Neonatal Nephrology/AKI
Neonatal Nephrology/AKI 2
David Selewski, MD, MSCR
Associated Professor
Medical University of South Carolina
Mount Pleasant, South Carolina, United States
Single center retrospective cohort study of neonates < 28 weeks gestational age (GA) and < 1,000 grams at birth (i.e., extremely low birth weight, ELBW) admitted 3/15/16-3/14/22 with PDA. Exclusion criteria: admission to our center at >12 hours of life, ductal-dependent cardiac disease, palliative course pursued within first 7 days of life, death before day of life 8.
Associations between AKI groups and both length of stay (LOS) and mortality were examined using bivariate and multivariate linear and logistic regression models, respectively, adjusted for receipt/non-receipt of indomethacin PDA prophylaxis (ppx) and PDA status.
Results:
Of 267 neonates included, 20 (7.5%) developed early AKI, 106 (39.7%) developed late AKI, and 38 (14%) developed both early and late AKI. Mean LOS was 116 ± 48 days, and 236 (88%) neonates survived to discharge. Neonates with early, late, and both early and late AKI had progressively lower birthweights and GA’s, respectively, however race, ethnicity, ppx receipt, and PDA medical treatment receipt did not differ between groups. PDA outcomes varied by AKI status however most neonates had closed PDA at discharge (Table 1).

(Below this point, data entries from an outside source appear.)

//! Terminal progress bar for packaging runs.

use indicatif::{ProgressBar, ProgressStyle};
use kmztile::packaging::{PackagedTile, ProgressReporter};

/// Progress bar driven by packaging events.
///
/// Hidden when stderr is not a terminal.
pub struct BarProgress {
    bar: ProgressBar,
}

impl BarProgress {
    pub fn new() -> Self {
        let bar = if atty::is(atty::Stream::Stderr) {
            let bar = ProgressBar::new(0);
            if let Ok(style) = ProgressStyle::default_bar()
                .template("{spinner:.green} [{elapsed_precise}] [{bar:40}] {pos}/{len} {msg}")
            {
                bar.set_style(style);
            }
            bar
        } else {
            ProgressBar::hidden()
        };
        Self { bar }
    }

    /// Removes the bar from the terminal.
    pub fn finish(&self) {
        self.bar.finish_and_clear();
    }
}

impl ProgressReporter for BarProgress {
    fn on_layout(&self, total: usize) {
        self.bar.set_length(total as u64);
    }

    fn on_packaged(&self, tile: &PackagedTile) {
        self.bar.set_message(tile.descriptor.package_name.clone());
        self.bar.inc(1);
    }
}
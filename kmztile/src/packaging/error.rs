//! Error types for the packaging pipeline.

use std::io;
use std::path::PathBuf;

use thiserror::Error;

use crate::archive::ArchiveError;
use crate::geo::GeoError;
use crate::layout::LayoutError;
use crate::raster::RasterError;
use crate::source::SourceError;

/// Result type for packaging operations.
pub type PackageResult<T> = Result<T, PackageError>;

/// Errors that abort a packaging run.
///
/// There is no per-tile recovery: a partial set of packages is not a usable
/// map, so the first failure ends the run.
#[derive(Debug, Error)]
pub enum PackageError {
    /// Input file name is not a geocoded name.
    #[error(transparent)]
    Source(#[from] SourceError),

    /// Input image does not exist.
    #[error("Input image not found: {}", .0.display())]
    InputNotFound(PathBuf),

    /// Image processing failed.
    #[error(transparent)]
    Raster(#[from] RasterError),

    /// Invalid tile geometry settings.
    #[error(transparent)]
    Geometry(#[from] GeoError),

    /// Tiles could not be laid out.
    #[error(transparent)]
    Layout(#[from] LayoutError),

    /// Archiving a package failed.
    #[error(transparent)]
    Archive(#[from] ArchiveError),

    /// Failed to create directory.
    #[error("Failed to create directory {}: {source}", .path.display())]
    CreateDirectoryFailed {
        path: PathBuf,
        #[source]
        source: io::Error,
    },

    /// Failed to read file.
    #[error("Failed to read {}: {source}", .path.display())]
    ReadFailed {
        path: PathBuf,
        #[source]
        source: io::Error,
    },

    /// Failed to write file.
    #[error("Failed to write {}: {source}", .path.display())]
    WriteFailed {
        path: PathBuf,
        #[source]
        source: io::Error,
    },

    /// Failed to move a file.
    #[error("Failed to move {} to {}: {source}", .from.display(), .to.display())]
    MoveFailed {
        from: PathBuf,
        to: PathBuf,
        #[source]
        source: io::Error,
    },

    /// Failed to start the packaging thread pool.
    #[error("Failed to start packaging workers: {0}")]
    WorkerPool(String),

    /// Failed to serialize the manifest.
    #[error("Failed to write manifest {}: {source}", .path.display())]
    Manifest {
        path: PathBuf,
        #[source]
        source: serde_json::Error,
    },
}
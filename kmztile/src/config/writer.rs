//! INI serialization logic for converting `ConfigFile` → INI string.

use super::settings::ConfigFile;

/// Convert a `ConfigFile` to a commented INI string for saving.
pub(super) fn to_config_string(config: &ConfigFile) -> String {
    format!(
        r#"[tiling]
; Maximum number of tiles your device accepts (100 on most Garmin units,
; 500 on Montana, Oregon 600 and GPSMAP 64 series). Large images are
; downscaled until they fit in this many 1024x1024 tiles.
max_tiles = {}
; Draw order of the overlays. Values above 50 draw on top of the base map;
; give the top map the highest value when maps overlap.
draw_order = {}
; Tile edge in pixels. Tiles above 1 megapixel add no detail on the device.
tile_size = {}

[raster]
; Image processing backend:
;   native - built-in (no external tools required)
;   magick - ImageMagick / GraphicsMagick command-line tools
backend = {}
; Commands used by the magick backend (e.g. "gm convert" for GraphicsMagick)
convert = {}
identify = {}
; JPEG quality for the native backend (1-100)
jpeg_quality = {}

[archive]
; Archive backend:
;   native - built-in zip writer
;   shell  - the zip command-line tool
backend = {}
zip = {}

[output]
; Number of packages built in parallel (1 = sequential)
jobs = {}
"#,
        config.tiling.max_tiles,
        config.tiling.draw_order,
        config.tiling.tile_size,
        config.raster.backend,
        config.raster.convert,
        config.raster.identify,
        config.raster.jpeg_quality,
        config.archive.backend,
        config.archive.zip,
        config.output.jobs,
    )
}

Those with early AKI experienced shorter LOS than those with late AKI or both early and late AKI (early AKI: 90 ± 33 days vs. late AKI: 134 ± 49 days vs. both AKI: 124 ± 40 days). Similarly, in multivariable analysis, early AKI was associated with significantly shorter LOS while late AKI and both early and late AKI were associated with significantly longer LOS (Table 2).
Mortality differed between AKI groups and was higher in those with any kind of AKI compared to those without AKI. In multivariate analysis, early AKI, late AKI and having both early and late AKI were strongly associated with increased odds of mortality (Table 3).
Conclusion(s):
In our single center cohort of ELBW infants with PDA, LOS and mortality did differ between neonates based on timing of AKI development. Notably, PDA ppx receipt and PDA status relative to treatment significantly impacted associations between AKI groups and LOS and mortality.